Simon Riaux | 23 avril 2011
Simon Riaux | 23 avril 2011

Après quelques minutes d'un sommeil bien mérité, l'heure n'est pas à la grasse matinée, en effet la deuxième journée du Festival Mauvais Genre 2011 fut des plus fréquentables. Une journée riche et incroyablement variée, où votre serviteur croisa pêle-mêle et les yeux écarquillés : des hardos mono testiculaires, des poupées fornicatrices, des gastéropodes libidineux (« à l'ergot démesuré » remarquera Jean-Baptiste Thoret), une légende des effets spéciaux, et enfin des zombies japonais.

 

Un programme chargé donc, qui démarra en fanfare avec l'inattendu mais très réussi Fubar II, un documenteur sur le quotidien liquoreux de deux hardos canadiens, tiraillés entre amitiés, jalousies, gueules de bois, guitares électriques et concerts expérimentaux. Drôle, toujours excessif sans jamais verser dans la caricature stérile ou cynique, le film parvient même dans sa seconde partie à toucher et remuer le spectateur, le ramenant (pour peu qu'il ait des testicules) à sa condition de créature finie et périssable. Une très jolie surprise donc.

 

 

 

Le gros morceau de la journée fit directement suite à ce long-métrage. À peine sorti de l'avion prit depuis son Texas natal et faisant fi du jetlag, Steve Johnson monta sur scène pour une très attendue Master class, orchestrée d'une main de maître par Alexandre Poncet de Mad Movies.
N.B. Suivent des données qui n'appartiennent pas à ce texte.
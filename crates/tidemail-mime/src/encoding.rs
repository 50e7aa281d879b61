//! MIME encoding and decoding utilities.
//!
//! Supports Base64, Quoted-Printable, and RFC 2047 encoded-word headers.

use crate::error::Result;
use base64::Engine;
use base64::engine::general_purpose::STANDARD;

/// Encodes data as Base64.
#[must_use]
pub fn encode_base64(data: &[u8]) -> String {
    STANDARD.encode(data)
}

/// Decodes Base64 data.
///
/// Whitespace (including line breaks between encoded lines) is ignored.
///
/// # Errors
///
/// Returns an error if the input is not valid Base64.
pub fn decode_base64(data: &str) -> Result<Vec<u8>> {
    if data.bytes().any(|b| b.is_ascii_whitespace()) {
        let cleaned: String = data.chars().filter(|c| !c.is_ascii_whitespace()).collect();
        return STANDARD.decode(cleaned).map_err(Into::into);
    }
    STANDARD.decode(data).map_err(Into::into)
}

/// Decodes Quoted-Printable data (RFC 2045).
///
/// Soft line breaks (`=` at end of line) are removed and `=XX` escapes are
/// turned back into bytes. A malformed escape is kept literally.
#[must_use]
pub fn decode_quoted_printable(data: &[u8]) -> Vec<u8> {
    let mut result = Vec::with_capacity(data.len());
    let mut i = 0;

    while i < data.len() {
        let byte = data[i];
        if byte != b'=' {
            result.push(byte);
            i += 1;
            continue;
        }

        // Soft line break
        match data.get(i + 1..) {
            Some([b'\r', b'\n', ..]) => {
                i += 3;
                continue;
            }
            Some([b'\n', ..]) => {
                i += 2;
                continue;
            }
            _ => {}
        }

        match (
            data.get(i + 1).copied().and_then(hex_value),
            data.get(i + 2).copied().and_then(hex_value),
        ) {
            (Some(high), Some(low)) => {
                result.push((high << 4) | low);
                i += 3;
            }
            _ => {
                result.push(b'=');
                i += 1;
            }
        }
    }

    result
}

const fn hex_value(byte: u8) -> Option<u8> {
    match byte {
        b'0'..=b'9' => Some(byte - b'0'),
        b'a'..=b'f' => Some(byte - b'a' + 10),
        b'A'..=b'F' => Some(byte - b'A' + 10),
        _ => None,
    }
}

/// Converts bytes in the named charset to a string.
///
/// UTF-8 and US-ASCII are decoded as UTF-8, ISO-8859-1 maps each byte to the
/// code point of the same value. Unknown charsets fall back to lossy UTF-8.
#[must_use]
pub fn decode_charset(bytes: &[u8], charset: &str) -> String {
    let charset = charset.trim().to_ascii_lowercase();
    match charset.as_str() {
        "iso-8859-1" | "iso8859-1" | "latin1" | "latin-1" | "l1" => {
            bytes.iter().map(|&b| char::from(b)).collect()
        }
        "utf-8" | "utf8" | "us-ascii" | "ascii" => String::from_utf8_lossy(bytes).into_owned(),
        other => {
            tracing::trace!(charset = other, "unsupported charset, decoding as UTF-8");
            String::from_utf8_lossy(bytes).into_owned()
        }
    }
}

/// Decodes every RFC 2047 encoded word (`=?charset?B|Q?data?=`) in a header.
///
/// Text outside encoded words is kept as is, and whitespace that only
/// separates two adjacent encoded words is dropped. Input without any valid
/// encoded word is returned unchanged.
#[must_use]
pub fn decode_header(text: &str) -> String {
    let mut output = String::with_capacity(text.len());
    let mut rest = text;
    let mut found = false;
    let mut after_word = false;

    while let Some(start) = rest.find("=?") {
        let (gap, candidate) = rest.split_at(start);
        if let Some((decoded, consumed)) = parse_encoded_word(candidate) {
            if !(after_word && gap.chars().all(char::is_whitespace)) {
                output.push_str(gap);
            }
            output.push_str(&decoded);
            rest = &candidate[consumed..];
            found = true;
            after_word = true;
        } else {
            output.push_str(gap);
            output.push_str("=?");
            rest = &candidate[2..];
            after_word = false;
        }
    }

    if !found {
        return text.to_string();
    }
    output.push_str(rest);
    output
}

/// Parses one encoded word at the start of `input`.
///
/// Returns the decoded text and the number of bytes consumed.
fn parse_encoded_word(input: &str) -> Option<(String, usize)> {
    let body = input.strip_prefix("=?")?;
    let (charset, body) = body.split_once('?')?;
    let (encoding, body) = body.split_once('?')?;
    let end = body.find("?=")?;
    let data = &body[..end];
    let consumed = input.len() - body.len() + end + 2;

    if charset.is_empty() || encoding.len() != 1 || data.is_empty() || data.contains('?') {
        return None;
    }
    if charset.contains(char::is_whitespace) || data.contains(char::is_whitespace) {
        return None;
    }

    let bytes = if encoding.eq_ignore_ascii_case("b") {
        decode_base64(data).ok()?
    } else {
        decode_quoted_printable(data.replace('_', " ").as_bytes())
    };

    // RFC 2231 language suffix: charset*lang
    let charset = charset.split('*').next().unwrap_or(charset);
    Some((decode_charset(&bytes, charset), consumed))
}

#[cfg(test)]
#[allow(clippy::unwrap_used, clippy::redundant_clone, clippy::manual_string_new, clippy::needless_collect, clippy::unreadable_literal, clippy::used_underscore_items, clippy::similar_names)]
mod tests {
    use super::*;
    use proptest::prelude::*;

    #[test]
    fn test_base64_encode_decode() {
        let data = b"Hello, World!";
        let encoded = encode_base64(data);
        assert_eq!(encoded, "SGVsbG8sIFdvcmxkIQ==");

        let decoded = decode_base64(&encoded).unwrap();
        assert_eq!(decoded, data);
    }

    #[test]
    fn test_base64_decode_ignores_line_breaks() {
        let decoded = decode_base64("SGVsbG8s\r\nIFdvcmxkIQ==\r\n").unwrap();
        assert_eq!(decoded, b"Hello, World!");
    }

    #[test]
    fn test_base64_decode_invalid() {
        assert!(decode_base64("not base64!!").is_err());
    }

    #[test]
    fn test_quoted_printable_decode() {
        assert_eq!(decode_quoted_printable(b"Hello, World!"), b"Hello, World!");
        assert_eq!(
            decode_quoted_printable(b"H=C3=A9llo"),
            "Héllo".as_bytes()
        );
    }

    #[test]
    fn test_quoted_printable_soft_line_break() {
        assert_eq!(decode_quoted_printable(b"Hello=\r\nWorld"), b"HelloWorld");
        assert_eq!(decode_quoted_printable(b"Hello=\nWorld"), b"HelloWorld");
    }

    #[test]
    fn test_quoted_printable_malformed_escape_kept() {
        assert_eq!(decode_quoted_printable(b"a=ZZb"), b"a=ZZb");
        assert_eq!(decode_quoted_printable(b"end="), b"end=");
    }

    #[test]
    fn test_decode_charset_latin1() {
        assert_eq!(decode_charset(&[0x48, 0xE9], "ISO-8859-1"), "Hé");
    }

    #[test]
    fn test_decode_charset_unknown_falls_back() {
        assert_eq!(decode_charset(b"plain", "x-unknown"), "plain");
    }

    #[test]
    fn test_decode_header_plain() {
        assert_eq!(decode_header("Hello"), "Hello");
    }

    #[test]
    fn test_decode_header_base64() {
        assert_eq!(decode_header("=?utf-8?B?SMOpbGxv?="), "Héllo");
    }

    #[test]
    fn test_decode_header_q() {
        assert_eq!(decode_header("=?UTF-8?Q?Caf=C3=A9_au_lait?="), "Café au lait");
    }

    #[test]
    fn test_decode_header_mixed_text() {
        assert_eq!(
            decode_header("Re: =?ISO-8859-1?Q?Caf=E9?= tomorrow"),
            "Re: Café tomorrow"
        );
    }

    #[test]
    fn test_decode_header_adjacent_words_join() {
        assert_eq!(
            decode_header("=?utf-8?Q?Hello_?= =?utf-8?Q?World?="),
            "Hello World"
        );
    }

    #[test]
    fn test_decode_header_incomplete_word_unchanged() {
        assert_eq!(decode_header("=?utf-8?Q?broken"), "=?utf-8?Q?broken");
        assert_eq!(decode_header("a =? b"), "a =? b");
    }

    #[test]
    fn test_decode_header_bad_base64_passes_through() {
        assert_eq!(decode_header("x =?utf-8?B?***?= y"), "x =?utf-8?B?***?= y");
    }

    #[test]
    fn test_decode_header_language_suffix() {
        assert_eq!(decode_header("=?utf-8*en?Q?Hi?="), "Hi");
    }

    proptest! {
        #[test]
        fn prop_plain_text_unchanged(s in "[a-zA-Z0-9 ,.:;!()<>@-]*") {
            prop_assert_eq!(decode_header(&s), s);
        }

        #[test]
        fn prop_base64_word_decodes_to_original(s in "\\PC*") {
            let word = format!("=?UTF-8?B?{}?=", encode_base64(s.as_bytes()));
            if s.is_empty() {
                prop_assert_eq!(decode_header(&word), word);
            } else {
                prop_assert_eq!(decode_header(&word), s);
            }
        }
    }
}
Les créatures aquatiques d'Abyss, les tentacules d'Octopus dans Spider-man 2, l'alien de La Mutante, ou encore les vampires de Blade II, Johnson est le créateur de quelques unes des plus marquantes monstruosités de ces 20 dernières années. L'homme est aussi enthousiaste que passionnant, son parcours est une leçon de cinéma en soi, et l'on ne peut que rester admiratif devant l'énergie et le recul du personnage.

 

Après avoir quitté Hollywood il y a cinq ans, Steve le dit sans ambages ni aigreur : les CGI ont détruit son métier (du moins tel qu'il le conçoit), mais leur victoire est incontestable, et pour lui qui, il y a trente ans, mettait la génération précédente au chômage à coup d'innovations et de nouvelle approche, il serait hypocrite de ne pas reconnaître les mérites des effets spéciaux numériques. Un constat que fait l'homme sans langue de bois, expliquant que s'il le souhaitait, il pourrait toujours trouver du travail, mais dans des conditions infiniment plus restrictives. Un constat triste, que partage non sans émotion le public venu assister à la conférence.

 

 

 

 

Celui à qui Rick Baker dit, alors qu'il n'avait que 16 ans et lui présentait ses recherches : « tu n'es pas très bon... pour l'instant, » est sensible à l'intérêt que lui porte ses auditeurs, aussi leur en donna-t-il pour leur argent, évoquant une série d'anecdotes tantôt instructives, étonnantes, et toujours hilarantes. Des défis techniques du tyrannique Cameron, le seul qui parvint à le faire pleurer sur un plateau de tournage, aux innombrables modifications demandées par Del Toro, et jamais payées par ce dernier, Johnson dresse un portrait haut en couleurs et surréaliste d'Hollywood. Guillermo en prendra définitivement pour son grade, même si l'artiste reconnaît admirer l'homme et son cinéma, son manque de rigueur budgétaire lui sera resté en travers de la gorge. "Anyway... he is fat," conclut-il avec provocation et malice, devant une salle conquise.

 

Pas découragé pour un sou, puisqu'il s'est lancé dans l'écriture romanesque, après avoir passé soixante jours au sommet d'une plate-forme d'observation arboricole, au Costa Rica. Il assure en avoir encore beaucoup à raconter, des histoires et incroyables et jamais entendues, et le fait est qu'après une heure de conférence, on en redemande. L'homme planche simultanément sur deux autres ouvrages, de fiction toujours, où l'on ne retrouvera pas de monstres, sinon les « démons de l'esprit. » Et Steve Johnson de quitter la scène sous les applaudissements puissants et émus d'une salle sous le charme.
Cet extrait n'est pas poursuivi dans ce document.